**The data**:
******************************
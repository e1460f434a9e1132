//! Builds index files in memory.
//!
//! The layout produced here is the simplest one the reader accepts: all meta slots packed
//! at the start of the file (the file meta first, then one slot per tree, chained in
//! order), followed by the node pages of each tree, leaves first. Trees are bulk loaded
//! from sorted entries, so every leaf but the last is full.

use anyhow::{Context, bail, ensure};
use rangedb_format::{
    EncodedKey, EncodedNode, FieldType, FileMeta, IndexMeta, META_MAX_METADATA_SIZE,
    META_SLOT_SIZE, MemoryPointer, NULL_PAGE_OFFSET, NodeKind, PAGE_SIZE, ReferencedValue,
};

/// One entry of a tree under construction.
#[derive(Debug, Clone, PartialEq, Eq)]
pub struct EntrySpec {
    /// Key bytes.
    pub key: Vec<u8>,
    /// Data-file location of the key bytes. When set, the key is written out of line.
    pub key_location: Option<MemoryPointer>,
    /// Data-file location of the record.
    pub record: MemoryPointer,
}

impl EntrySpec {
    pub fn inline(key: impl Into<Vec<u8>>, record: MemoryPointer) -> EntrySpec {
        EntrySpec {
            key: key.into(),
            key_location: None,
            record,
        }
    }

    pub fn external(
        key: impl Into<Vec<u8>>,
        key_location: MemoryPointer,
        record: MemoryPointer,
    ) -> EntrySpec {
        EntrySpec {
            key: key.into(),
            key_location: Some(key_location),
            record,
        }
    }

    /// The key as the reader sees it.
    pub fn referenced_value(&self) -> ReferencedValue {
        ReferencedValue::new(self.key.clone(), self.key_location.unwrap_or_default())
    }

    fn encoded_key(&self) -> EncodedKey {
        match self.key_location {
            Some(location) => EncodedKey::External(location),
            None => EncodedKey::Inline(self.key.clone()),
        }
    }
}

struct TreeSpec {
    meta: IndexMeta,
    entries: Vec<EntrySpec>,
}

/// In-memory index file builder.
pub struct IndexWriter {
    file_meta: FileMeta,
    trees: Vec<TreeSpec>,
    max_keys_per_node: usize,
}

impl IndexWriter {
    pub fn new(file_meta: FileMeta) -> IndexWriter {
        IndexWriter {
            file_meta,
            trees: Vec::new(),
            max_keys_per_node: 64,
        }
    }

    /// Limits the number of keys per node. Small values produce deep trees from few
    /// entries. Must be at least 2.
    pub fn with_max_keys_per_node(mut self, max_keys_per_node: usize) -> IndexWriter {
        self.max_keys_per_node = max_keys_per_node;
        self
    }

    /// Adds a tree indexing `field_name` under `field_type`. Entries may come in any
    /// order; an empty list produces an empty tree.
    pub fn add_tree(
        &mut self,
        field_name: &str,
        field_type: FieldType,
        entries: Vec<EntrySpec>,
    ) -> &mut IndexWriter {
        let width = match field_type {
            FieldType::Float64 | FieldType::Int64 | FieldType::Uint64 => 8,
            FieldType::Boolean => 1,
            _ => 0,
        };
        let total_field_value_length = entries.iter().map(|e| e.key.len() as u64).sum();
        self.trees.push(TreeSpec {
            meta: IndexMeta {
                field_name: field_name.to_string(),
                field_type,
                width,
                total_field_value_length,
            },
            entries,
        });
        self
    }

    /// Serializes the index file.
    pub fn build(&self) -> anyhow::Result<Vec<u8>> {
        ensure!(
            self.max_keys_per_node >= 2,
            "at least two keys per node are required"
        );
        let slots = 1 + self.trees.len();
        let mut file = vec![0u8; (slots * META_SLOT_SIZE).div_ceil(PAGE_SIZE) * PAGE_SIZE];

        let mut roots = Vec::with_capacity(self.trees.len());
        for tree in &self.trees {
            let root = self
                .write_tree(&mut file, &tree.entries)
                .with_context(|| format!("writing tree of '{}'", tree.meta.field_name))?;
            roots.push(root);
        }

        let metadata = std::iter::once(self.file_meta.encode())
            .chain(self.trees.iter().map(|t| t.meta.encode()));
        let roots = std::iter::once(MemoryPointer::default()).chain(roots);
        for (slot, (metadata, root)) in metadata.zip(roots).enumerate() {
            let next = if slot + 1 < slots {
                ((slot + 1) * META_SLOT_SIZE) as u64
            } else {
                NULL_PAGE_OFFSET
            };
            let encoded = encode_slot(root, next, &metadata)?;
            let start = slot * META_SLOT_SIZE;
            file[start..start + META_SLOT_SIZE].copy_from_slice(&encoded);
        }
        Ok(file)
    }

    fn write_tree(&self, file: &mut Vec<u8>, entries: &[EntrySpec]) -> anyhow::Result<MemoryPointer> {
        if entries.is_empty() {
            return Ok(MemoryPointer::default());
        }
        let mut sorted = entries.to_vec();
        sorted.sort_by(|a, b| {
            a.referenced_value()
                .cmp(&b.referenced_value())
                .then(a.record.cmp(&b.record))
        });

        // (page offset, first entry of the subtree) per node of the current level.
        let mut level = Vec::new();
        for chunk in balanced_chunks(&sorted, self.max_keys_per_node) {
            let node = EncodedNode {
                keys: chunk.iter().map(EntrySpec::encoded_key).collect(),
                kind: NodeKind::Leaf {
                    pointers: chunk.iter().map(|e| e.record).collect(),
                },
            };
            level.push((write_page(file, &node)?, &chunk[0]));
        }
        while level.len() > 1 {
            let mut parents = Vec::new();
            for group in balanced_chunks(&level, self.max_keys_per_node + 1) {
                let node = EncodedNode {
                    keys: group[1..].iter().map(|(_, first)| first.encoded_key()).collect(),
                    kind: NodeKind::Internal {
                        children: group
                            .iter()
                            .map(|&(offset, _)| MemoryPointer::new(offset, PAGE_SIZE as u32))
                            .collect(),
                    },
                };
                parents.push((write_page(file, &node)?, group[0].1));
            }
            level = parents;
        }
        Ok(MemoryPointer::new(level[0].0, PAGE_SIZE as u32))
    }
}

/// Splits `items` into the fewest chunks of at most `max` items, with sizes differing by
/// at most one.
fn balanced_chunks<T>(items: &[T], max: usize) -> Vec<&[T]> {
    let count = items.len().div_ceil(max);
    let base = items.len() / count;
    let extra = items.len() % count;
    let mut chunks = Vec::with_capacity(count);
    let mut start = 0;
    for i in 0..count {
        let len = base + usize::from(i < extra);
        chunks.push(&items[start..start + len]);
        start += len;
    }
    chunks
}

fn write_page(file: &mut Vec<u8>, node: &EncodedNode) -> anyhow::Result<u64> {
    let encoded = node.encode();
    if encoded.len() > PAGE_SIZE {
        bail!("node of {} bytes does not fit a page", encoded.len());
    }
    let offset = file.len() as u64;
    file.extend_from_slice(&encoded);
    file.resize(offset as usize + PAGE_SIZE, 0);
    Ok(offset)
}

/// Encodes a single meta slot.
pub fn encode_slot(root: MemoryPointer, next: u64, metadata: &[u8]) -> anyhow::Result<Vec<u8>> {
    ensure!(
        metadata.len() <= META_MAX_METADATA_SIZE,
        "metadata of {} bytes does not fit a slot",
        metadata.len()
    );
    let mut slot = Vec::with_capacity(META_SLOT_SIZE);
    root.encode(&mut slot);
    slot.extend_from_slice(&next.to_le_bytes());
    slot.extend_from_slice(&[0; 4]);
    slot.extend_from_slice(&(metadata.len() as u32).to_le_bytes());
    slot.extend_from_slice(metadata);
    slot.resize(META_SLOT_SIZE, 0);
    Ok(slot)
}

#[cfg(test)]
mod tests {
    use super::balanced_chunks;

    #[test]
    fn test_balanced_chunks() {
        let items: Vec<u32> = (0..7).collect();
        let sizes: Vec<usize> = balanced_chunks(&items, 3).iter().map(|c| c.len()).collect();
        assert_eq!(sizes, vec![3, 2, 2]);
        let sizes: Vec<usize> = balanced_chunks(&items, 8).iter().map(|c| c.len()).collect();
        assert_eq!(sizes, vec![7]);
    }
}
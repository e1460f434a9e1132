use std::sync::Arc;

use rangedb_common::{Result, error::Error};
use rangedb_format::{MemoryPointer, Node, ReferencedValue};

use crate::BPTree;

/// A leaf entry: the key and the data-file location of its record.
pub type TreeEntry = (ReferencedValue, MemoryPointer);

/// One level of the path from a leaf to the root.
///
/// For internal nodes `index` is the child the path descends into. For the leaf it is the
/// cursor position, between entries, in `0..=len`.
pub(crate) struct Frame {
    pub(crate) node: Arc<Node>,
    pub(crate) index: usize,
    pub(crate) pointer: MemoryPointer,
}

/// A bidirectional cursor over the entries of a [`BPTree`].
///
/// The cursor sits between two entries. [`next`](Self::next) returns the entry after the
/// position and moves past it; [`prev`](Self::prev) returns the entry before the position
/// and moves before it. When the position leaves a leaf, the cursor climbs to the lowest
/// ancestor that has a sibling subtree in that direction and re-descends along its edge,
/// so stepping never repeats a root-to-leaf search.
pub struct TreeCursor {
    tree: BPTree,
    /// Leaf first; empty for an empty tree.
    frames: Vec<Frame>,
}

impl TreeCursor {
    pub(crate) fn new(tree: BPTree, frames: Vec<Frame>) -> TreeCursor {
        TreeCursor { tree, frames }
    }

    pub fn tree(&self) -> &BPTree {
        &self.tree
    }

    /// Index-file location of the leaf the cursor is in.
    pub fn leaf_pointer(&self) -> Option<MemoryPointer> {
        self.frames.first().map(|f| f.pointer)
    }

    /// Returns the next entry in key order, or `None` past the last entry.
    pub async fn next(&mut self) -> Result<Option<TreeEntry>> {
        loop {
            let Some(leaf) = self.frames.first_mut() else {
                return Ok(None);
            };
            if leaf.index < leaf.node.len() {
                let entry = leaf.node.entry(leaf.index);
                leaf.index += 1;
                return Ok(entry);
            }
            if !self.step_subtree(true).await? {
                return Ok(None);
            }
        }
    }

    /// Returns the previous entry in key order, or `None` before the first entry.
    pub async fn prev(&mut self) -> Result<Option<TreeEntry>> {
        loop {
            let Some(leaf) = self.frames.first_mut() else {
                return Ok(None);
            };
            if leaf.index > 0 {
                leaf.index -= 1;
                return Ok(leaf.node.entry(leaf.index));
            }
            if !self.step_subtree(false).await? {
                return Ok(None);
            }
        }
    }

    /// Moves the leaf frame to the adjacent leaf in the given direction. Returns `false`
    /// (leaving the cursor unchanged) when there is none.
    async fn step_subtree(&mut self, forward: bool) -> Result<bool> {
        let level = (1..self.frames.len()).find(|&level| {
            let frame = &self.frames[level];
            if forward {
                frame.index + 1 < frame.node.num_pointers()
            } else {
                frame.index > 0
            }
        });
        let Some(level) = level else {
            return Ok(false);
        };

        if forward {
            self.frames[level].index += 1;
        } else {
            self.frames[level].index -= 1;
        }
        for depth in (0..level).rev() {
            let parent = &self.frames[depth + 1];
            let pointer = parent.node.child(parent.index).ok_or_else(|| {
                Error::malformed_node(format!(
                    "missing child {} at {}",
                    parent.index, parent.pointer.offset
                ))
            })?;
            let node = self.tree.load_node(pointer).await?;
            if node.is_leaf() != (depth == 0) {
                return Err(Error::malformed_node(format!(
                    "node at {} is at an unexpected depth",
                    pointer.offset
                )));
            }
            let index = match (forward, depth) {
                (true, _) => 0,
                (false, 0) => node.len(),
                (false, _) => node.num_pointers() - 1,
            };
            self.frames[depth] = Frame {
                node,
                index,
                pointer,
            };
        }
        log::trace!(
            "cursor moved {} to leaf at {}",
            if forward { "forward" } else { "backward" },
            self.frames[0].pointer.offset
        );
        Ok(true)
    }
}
******************************
**Directions**:
Search the material above for the word "start", then copy each line that holds it.

**Answer for this exercise**:
//! at the start of the file (the file meta first, then one slot per tree, chained in
            let start = slot * META_SLOT_SIZE;
            file[start..start + META_SLOT_SIZE].copy_from_slice(&encoded);
    let mut start = 0;
        chunks.push(&items[start..start + len]);
        start += len;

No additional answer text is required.